◆ TASK OBJECTIVE:
Every entry must be output exactly as it was written.

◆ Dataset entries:
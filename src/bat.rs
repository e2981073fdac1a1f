//! Operations of the battery boards.
//!
//! All battery responses are two bytes. A word of `0xFFFF` means the command
//! did not run.

use crate::{
    protocol::{self as proto, BatCommand as Cmd, FirmwareError, HeaterCode},
    telemetry::BatChannel,
    transaction::{Dialect, Operation, Reply, Request, Response},
};
use std::time::Duration;

pub const DEFAULT_TIMEOUT: Duration = Duration::from_millis(100);

fn error_code(response: &Response) -> u16 {
    response.word()
}

pub static DIALECT: Dialect = Dialect {
    last_error: Cmd::GetLastError.descriptor(),
    error_code,
};

fn word(response: &Response) -> Reply<u16> {
    Reply::from_word(response.word())
}

fn query(command: Cmd, decode: fn(&Response) -> Reply<u16>) -> Operation<u16> {
    Operation::new(Request::new(command.descriptor()), decode)
}

/// Status flags in the high byte of the word.
pub fn board_status() -> Operation<u16> {
    query(Cmd::GetBoardStatus, |response| {
        word(response).map(|status| (status & 0xFF00) >> 8)
    })
}

pub fn last_error() -> Operation<FirmwareError> {
    Operation::new(Request::new(Cmd::GetLastError.descriptor()), |response| {
        Reply::Value(FirmwareError::from(error_code(response)))
    })
}

pub fn version() -> Operation<u16> {
    query(Cmd::GetVersion, word)
}

pub fn checksum() -> Operation<u16> {
    query(Cmd::GetChecksum, word)
}

/// Raw ADC word of one telemetry channel.
pub fn telemetry(channel: BatChannel) -> Operation<u16> {
    Operation::new(
        Request::with_word(Cmd::GetTelemetry.descriptor(), channel.register()),
        word,
    )
}

pub fn brown_out_resets() -> Operation<u16> {
    query(Cmd::GetBrownOutResets, word)
}

pub fn auto_software_resets() -> Operation<u16> {
    query(Cmd::GetAutoSoftwareResets, word)
}

pub fn manual_resets() -> Operation<u16> {
    query(Cmd::GetManualResets, word)
}

/// `1` when the heater controller is enabled.
pub fn heater_status() -> Operation<u16> {
    query(Cmd::GetHeaterStatus, |response| {
        word(response).map(|status| status & 0x0001)
    })
}

pub fn set_heater_status(code: u8) -> Result<Operation<()>, proto::Error> {
    let code = HeaterCode::try_from(code)?;
    Ok(Operation::write_only(Request::with_param(
        Cmd::SetHeaterStatus.descriptor(),
        code as u8,
    )))
}

pub fn manual_reset() -> Operation<()> {
    Operation::write_only(Request::new(Cmd::ManualReset.descriptor()))
}

#[cfg(test)]
mod tests {
    use super::*;
    use assert_matches::assert_matches;

    #[test]
    fn request_frames() {
        assert_eq!(board_status().request().frame(), &[0x01, 0x00]);
        assert_eq!(
            telemetry(BatChannel::Vbat).request().frame(),
            &[0x10, 0xE2, 0x80]
        );
        assert_eq!(heater_status().request().frame(), &[0x90, 0x00]);
        assert_eq!(
            set_heater_status(1).unwrap().request().frame(),
            &[0x91, 0x01]
        );
        assert_eq!(manual_reset().request().frame(), &[0x80, 0x00]);
    }

    #[test]
    fn heater_code_range() {
        assert_matches!(set_heater_status(0), Ok(_));
        assert_matches!(
            set_heater_status(2),
            Err(proto::Error::HeaterCodeOutOfRange(2))
        );
    }

    #[test]
    fn board_status_high_byte() {
        let response = Response::from_bytes(&[0x5A, 0x01]);
        assert_eq!(board_status().decode(&response), Reply::Value(0x5A));
        let response = Response::from_bytes(&[0xFF, 0xFF]);
        assert_eq!(board_status().decode(&response), Reply::Sentinel);
    }

    #[test]
    fn heater_status_low_bit() {
        let response = Response::from_bytes(&[0x12, 0x35]);
        assert_eq!(heater_status().decode(&response), Reply::Value(1));
        let response = Response::from_bytes(&[0x12, 0x34]);
        assert_eq!(heater_status().decode(&response), Reply::Value(0));
    }

    #[test]
    fn last_error_whole_word() {
        let response = Response::from_bytes(&[0x00, 0x10]);
        assert_eq!(
            last_error().decode(&response),
            Reply::Value(FirmwareError::CrcMismatch)
        );
    }
}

◆ TASK ANSWER:
filename src/bat.rs
repository e2981073fdac1a1f
//! Operations of the battery boards.
//!
//! All battery responses are two bytes. A word of `0xFFFF` means the command
//! did not run.

use crate::{
    protocol::{self as proto, BatCommand as Cmd, FirmwareError, HeaterCode},
    telemetry::BatChannel,
    transaction::{Dialect, Operation, Reply, Request, Response},
};
use std::time::Duration;

pub const DEFAULT_TIMEOUT: Duration = Duration::from_millis(100);

fn error_code(response: &Response) -> u16 {
    response.word()
}

pub static DIALECT: Dialect = Dialect {
    last_error: Cmd::GetLastError.descriptor(),
    error_code,
};

fn word(response: &Response) -> Reply<u16> {
    Reply::from_word(response.word())
}

fn query(command: Cmd, decode: fn(&Response) -> Reply<u16>) -> Operation<u16> {
    Operation::new(Request::new(command.descriptor()), decode)
}

/// Status flags in the high byte of the word.
pub fn board_status() -> Operation<u16> {
    query(Cmd::GetBoardStatus, |response| {
        word(response).map(|status| (status & 0xFF00) >> 8)
    })
}

pub fn last_error() -> Operation<FirmwareError> {
    Operation::new(Request::new(Cmd::GetLastError.descriptor()), |response| {
        Reply::Value(FirmwareError::from(error_code(response)))
    })
}

pub fn version() -> Operation<u16> {
    query(Cmd::GetVersion, word)
}

pub fn checksum() -> Operation<u16> {
    query(Cmd::GetChecksum, word)
}

/// Raw ADC word of one telemetry channel.
pub fn telemetry(channel: BatChannel) -> Operation<u16> {
    Operation::new(
        Request::with_word(Cmd::GetTelemetry.descriptor(), channel.register()),
        word,
    )
}

pub fn brown_out_resets() -> Operation<u16> {
    query(Cmd::GetBrownOutResets, word)
}

pub fn auto_software_resets() -> Operation<u16> {
    query(Cmd::GetAutoSoftwareResets, word)
}

pub fn manual_resets() -> Operation<u16> {
    query(Cmd::GetManualResets, word)
}

/// `1` when the heater controller is enabled.
pub fn heater_status() -> Operation<u16> {
    query(Cmd::GetHeaterStatus, |response| {
        word(response).map(|status| status & 0x0001)
    })
}

pub fn set_heater_status(code: u8) -> Result<Operation<()>, proto::Error> {
    let code = HeaterCode::try_from(code)?;
    Ok(Operation::write_only(Request::with_param(
        Cmd::SetHeaterStatus.descriptor(),
        code as u8,
    )))
}

pub fn manual_reset() -> Operation<()> {
    Operation::write_only(Request::new(Cmd::ManualReset.descriptor()))
}

#[cfg(test)]
mod tests {
    use super::*;
    use assert_matches::assert_matches;

    #[test]
    fn request_frames() {
        assert_eq!(board_status().request().frame(), &[0x01, 0x00]);
        assert_eq!(
            telemetry(BatChannel::Vbat).request().frame(),
            &[0x10, 0xE2, 0x80]
        );
        assert_eq!(heater_status().request().frame(), &[0x90, 0x00]);
        assert_eq!(
            set_heater_status(1).unwrap().request().frame(),
            &[0x91, 0x01]
        );
        assert_eq!(manual_reset().request().frame(), &[0x80, 0x00]);
    }

    #[test]
    fn heater_code_range() {
        assert_matches!(set_heater_status(0), Ok(_));
        assert_matches!(
            set_heater_status(2),
            Err(proto::Error::HeaterCodeOutOfRange(2))
        );
    }

    #[test]
    fn board_status_high_byte() {
        let response = Response::from_bytes(&[0x5A, 0x01]);
        assert_eq!(board_status().decode(&response), Reply::Value(0x5A));
        let response = Response::from_bytes(&[0xFF, 0xFF]);
        assert_eq!(board_status().decode(&response), Reply::Sentinel);
    }

    #[test]
    fn heater_status_low_bit() {
        let response = Response::from_bytes(&[0x12, 0x35]);
        assert_eq!(heater_status().decode(&response), Reply::Value(1));
        let response = Response::from_bytes(&[0x12, 0x34]);
        assert_eq!(heater_status().decode(&response), Reply::Value(0));
    }

    #[test]
    fn last_error_whole_word() {
        let response = Response::from_bytes(&[0x00, 0x10]);
        assert_eq!(
            last_error().decode(&response),
            Reply::Value(FirmwareError::CrcMismatch)
        );
    }
}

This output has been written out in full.